Torsion pendulum
A disk suspended by a wire oscillates rotationally. The restoring torque is proportional to angular displacement: τ = −κθ. Add damping and it spirals to rest. Add a periodic driving torque and watch resonance amplify the motion when the drive frequency matches the natural frequency.
A torsion pendulum consists of a body (here a disk) suspended from a wire or fiber that provides a restoring torque proportional to the angular displacement. The equation of motion is Iθ'' + bθ' + κθ = τdrive, which is the rotational analog of a mass-spring-damper system.

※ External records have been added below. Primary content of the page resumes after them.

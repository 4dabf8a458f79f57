//! Per-pod detection coordination
//!
//! Given a running pod: resolve the owning workload, consult the image
//! cache per container, and on a miss locate the container's processes and
//! drive the inspector pipeline over them. Results land in both cache
//! indices and, for supported languages, on the upstream queue.

use std::sync::Arc;

use chrono::Utc;
use tokio::sync::mpsc;
use tracing::{debug, warn};

use crate::cache::DetectionCache;
use crate::cluster::{is_instrumented, resolve_workload, ClusterApi, ContainerSpec, PodSnapshot};
use crate::inspect::{DeepScan, LanguageDetector};
use crate::models::{
    Confidence, ContainerInfo, DetectionResult, Language, WorkloadKind, STANDALONE_POD,
};
use crate::observability::{AgentMetrics, DomainLogger};
use crate::proc::{ElfAnalyzer, PidLocator, ProcReader};

/// What one pod pass produced. `complete` is false when at least one
/// container got no result this cycle (detection conflicts) and the pod
/// should be retried on the next scan.
#[derive(Debug, Default)]
pub struct PodDetectionOutcome {
    pub results: Vec<ContainerInfo>,
    pub complete: bool,
}

pub struct PodCoordinator {
    cluster: Arc<dyn ClusterApi>,
    cache: Arc<DetectionCache>,
    reader: ProcReader,
    locator: PidLocator,
    detector: LanguageDetector,
    elf: ElfAnalyzer,
    queue: mpsc::Sender<ContainerInfo>,
    crd_name: String,
    logger: DomainLogger,
    metrics: AgentMetrics,
}

impl PodCoordinator {
    #[allow(clippy::too_many_arguments)]
    pub fn new(
        cluster: Arc<dyn ClusterApi>,
        cache: Arc<DetectionCache>,
        reader: ProcReader,
        locator: PidLocator,
        queue: mpsc::Sender<ContainerInfo>,
        crd_name: impl Into<String>,
        logger: DomainLogger,
        metrics: AgentMetrics,
    ) -> Self {
        Self {
            cluster,
            cache,
            reader,
            locator,
            detector: LanguageDetector::new(),
            elf: ElfAnalyzer::new(),
            queue,
            crd_name: crd_name.into(),
            logger,
            metrics,
        }
    }

    pub async fn detect_pod(&self, pod: &PodSnapshot) -> PodDetectionOutcome {
        let (workload_name, workload_kind) = match resolve_workload(self.cluster.as_ref(), pod).await
        {
            Ok(resolved) => {
                self.logger
                    .workload_resolved(&pod.namespace, &pod.name, &resolved.0, resolved.1.as_str());
                resolved
            }
            Err(e) => {
                self.logger
                    .workload_resolve_failed(&pod.namespace, &pod.name, &e.to_string());
                (STANDALONE_POD.to_string(), WorkloadKind::Pod)
            }
        };

        let enabled = self
            .workload_instrumented(pod, workload_kind, &workload_name)
            .await;

        let mut outcome = PodDetectionOutcome {
            results: Vec::new(),
            complete: true,
        };

        for container in &pod.containers {
            self.logger
                .detection_started(&pod.namespace, &pod.name, &container.name);

            if let Some(cached) = self.cache.get(&container.image, &container.env) {
                self.metrics.inc_cache_hit();
                self.logger.cache_hit(&container.image, cached.language);
                let info =
                    self.restamp(cached, pod, container, &workload_name, workload_kind, enabled);
                self.store_and_forward(info.clone(), &workload_name, workload_kind, false)
                    .await;
                outcome.results.push(info);
                continue;
            }

            self.metrics.inc_cache_miss();
            self.logger.cache_miss(&container.image);

            match self
                .detect_container(pod, container, &workload_name, workload_kind, enabled)
                .await
            {
                Some(info) => {
                    self.store_and_forward(info.clone(), &workload_name, workload_kind, true)
                        .await;
                    outcome.results.push(info);
                }
                None => outcome.complete = false,
            }
        }

        outcome
    }

    /// Whether the owning workload already opts into instrumentation.
    async fn workload_instrumented(
        &self,
        pod: &PodSnapshot,
        kind: WorkloadKind,
        name: &str,
    ) -> bool {
        if kind == WorkloadKind::Pod {
            return false;
        }
        match self
            .cluster
            .workload_pod_annotations(&pod.namespace, kind, name)
            .await
        {
            Ok(annotations) => is_instrumented(&annotations, &pod.namespace, &self.crd_name),
            Err(e) => {
                debug!(
                    namespace = %pod.namespace,
                    workload = name,
                    error = %e,
                    "Failed to read workload annotations"
                );
                false
            }
        }
    }

    /// Refresh a cached record with this pod's coordinates.
    fn restamp(
        &self,
        mut info: ContainerInfo,
        pod: &PodSnapshot,
        container: &ContainerSpec,
        workload_name: &str,
        workload_kind: WorkloadKind,
        enabled: bool,
    ) -> ContainerInfo {
        info.pod_name = pod.name.clone();
        info.namespace = pod.namespace.clone();
        info.container_name = container.name.clone();
        info.detected_at = Utc::now();
        info.deployment_name = workload_name.to_string();
        info.kind = workload_kind;
        info.enabled = enabled;
        info
    }

    /// Fresh detection for one container. `None` means every candidate
    /// process hit a language conflict, so the container gets no result
    /// this cycle.
    async fn detect_container(
        &self,
        pod: &PodSnapshot,
        container: &ContainerSpec,
        workload_name: &str,
        workload_kind: WorkloadKind,
        enabled: bool,
    ) -> Option<ContainerInfo> {
        let mut info = ContainerInfo::pending(&pod.name, &pod.namespace, &container.name, &container.image);
        info.env_vars = container.env.clone();
        info.deployment_name = workload_name.to_string();
        info.kind = workload_kind;
        info.enabled = enabled;

        // Without a container ID the pod-UID fallback scan could pick up a
        // sibling container's processes, so the container stays Unknown.
        let Some(container_id) = pod.container_id(&container.name) else {
            debug!(
                namespace = %pod.namespace,
                pod = %pod.name,
                container = %container.name,
                "Container ID not reported in pod status"
            );
            info.evidence = vec!["container ID not reported in pod status".to_string()];
            self.metrics.inc_detection(info.language, info.confidence);
            return Some(info);
        };

        let pids = self
            .locator
            .locate(&pod.uid, &container.name, Some(&container_id))
            .await;

        if pids.is_empty() {
            debug!(
                namespace = %pod.namespace,
                pod = %pod.name,
                container = %container.name,
                container_id = %container_id,
                "No processes found for container"
            );
            info.evidence = vec!["no processes found for container".to_string()];
            self.metrics.inc_detection(info.language, info.confidence);
            return Some(info);
        }

        let mut detections: Vec<DetectionResult> = Vec::new();
        let mut conflicts = 0usize;
        let mut commands = Vec::new();

        for pid in pids {
            // The process may have exited since it was located.
            let Ok(ctx) = self.reader.context(pid).await else {
                continue;
            };
            if !ctx.cmdline.is_empty() {
                commands.push(ctx.cmdline.clone());
            }

            let result = match self.detector.quick_detect(&ctx) {
                Ok(Some(result)) => Ok(result),
                Ok(None) => {
                    let maps = self.reader.read_maps(pid).await.ok();
                    let deep = DeepScan {
                        maps: maps.as_deref(),
                        elf: &self.elf,
                    };
                    self.detector.detect(&ctx, &deep)
                }
                Err(conflict) => Err(conflict),
            };

            match result {
                Ok(result) if result.language != Language::Unknown => detections.push(result),
                Ok(_) => {}
                Err(conflict) => {
                    conflicts += 1;
                    self.metrics.inc_detection_conflict();
                    warn!(
                        namespace = %pod.namespace,
                        pod = %pod.name,
                        container = %container.name,
                        pid,
                        error = %conflict,
                        "Language detection conflict"
                    );
                }
            }
        }

        info.process_commands = commands;

        if detections.is_empty() {
            if conflicts > 0 {
                self.logger.detection_failed(
                    &pod.namespace,
                    &pod.name,
                    &container.name,
                    "all candidate processes hit language conflicts",
                );
                return None;
            }
            info.evidence = vec!["no classifiable processes in container".to_string()];
            self.metrics.inc_detection(info.language, info.confidence);
            return Some(info);
        }

        // Prefer the first high-confidence detection, otherwise the first
        // non-Unknown one.
        let best = detections
            .iter()
            .find(|d| d.confidence == Confidence::High)
            .unwrap_or(&detections[0]);

        info.language = best.language;
        info.framework = best.framework.clone();
        info.confidence = best.confidence;
        info.evidence = vec![format!(
            "Detected via host proc inspection with {} confidence",
            best.confidence
        )];

        self.metrics.inc_detection(info.language, info.confidence);
        self.logger.language_detected(
            &pod.namespace,
            &pod.name,
            &container.name,
            &container.image,
            info.language,
            &info.framework,
            info.confidence,
        );

        Some(info)
    }

    /// Insert into both cache indices and forward supported languages.
    async fn store_and_forward(
        &self,
        info: ContainerInfo,
        workload_name: &str,
        workload_kind: WorkloadKind,
        store_image_index: bool,
    ) {
        if store_image_index {
            self.cache.set(&info.image, &info.env_vars, info.clone());
            self.logger.cache_stored(&info.image, info.language);
        }
        self.cache.update_workload_container(
            &info.namespace,
            workload_name,
            workload_kind,
            info.clone(),
        );

        if info.language.otel_supported() {
            // Bounded queue; a full queue applies back-pressure here.
            if self.queue.send(info).await.is_err() {
                warn!("Upstream queue closed, dropping detection result");
            }
        } else if info.language != Language::Unknown {
            self.logger.unsupported_language(info.language);
        }
    }
}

Without damping or driving, the disk oscillates at its natural frequency ω0 = √(κ/I), where κ is the torsion constant of the wire and I = ½mR² is the moment of inertia of the disk. The period is T = 2π/ω0.
Adding damping causes the amplitude to decay exponentially. The oscillation frequency shifts slightly to ωd = √(ω0² − γ²), where γ = b/(2I) is the damping rate. If γ ≥ ω0, the system is overdamped and returns to rest without oscillating.
When driven with a periodic torque at frequency ωf, the steady-state amplitude peaks sharply when ωf ≈ ω0 — this is resonance. The amplitude at resonance is limited only by damping. Try setting the drive frequency equal to the natural frequency and watch the amplitude grow.
Torsion pendulums are used in Cavendish-style gravitational experiments, seismometers, mechanical watches (balance wheels), and the measurement of material shear modulus.